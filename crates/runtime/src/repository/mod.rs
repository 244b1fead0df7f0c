//! Repository layer for session data
//!
//! Repositories persist what a session produces and consumes:
//! - The action log (every executed action, in order)
//! - World snapshots (the park plus the object definitions actions consult)

mod error;
mod file;
mod memory;
mod traits;
mod types;

pub use error::{RepositoryError, Result};
pub use file::{ACTION_LOG_FILE, FileActionLog, FileRepository, FileWorldRepository};
pub use memory::InMemoryActionLog;
pub use traits::{ActionRepository, WorldRepository};
pub use types::{ActionLogEntry, WorldSnapshot};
--------------------------------------------------
WHAT THIS TASK INVOLVES -> Your answer should be the material, retyped exactly as written.

SOLVED PROBLEM ->
filename crates/runtime/src/repository/mod.rs
repository 244b1fead0df7f0c
//! Repository layer for session data
//!
//! Repositories persist what a session produces and consumes:
//! - The action log (every executed action, in order)
//! - World snapshots (the park plus the object definitions actions consult)

mod error;
mod file;
mod memory;
mod traits;
mod types;

pub use error::{RepositoryError, Result};
pub use file::{ACTION_LOG_FILE, FileActionLog, FileRepository, FileWorldRepository};
pub use memory::InMemoryActionLog;
pub use traits::{ActionRepository, WorldRepository};
pub use types::{ActionLogEntry, WorldSnapshot};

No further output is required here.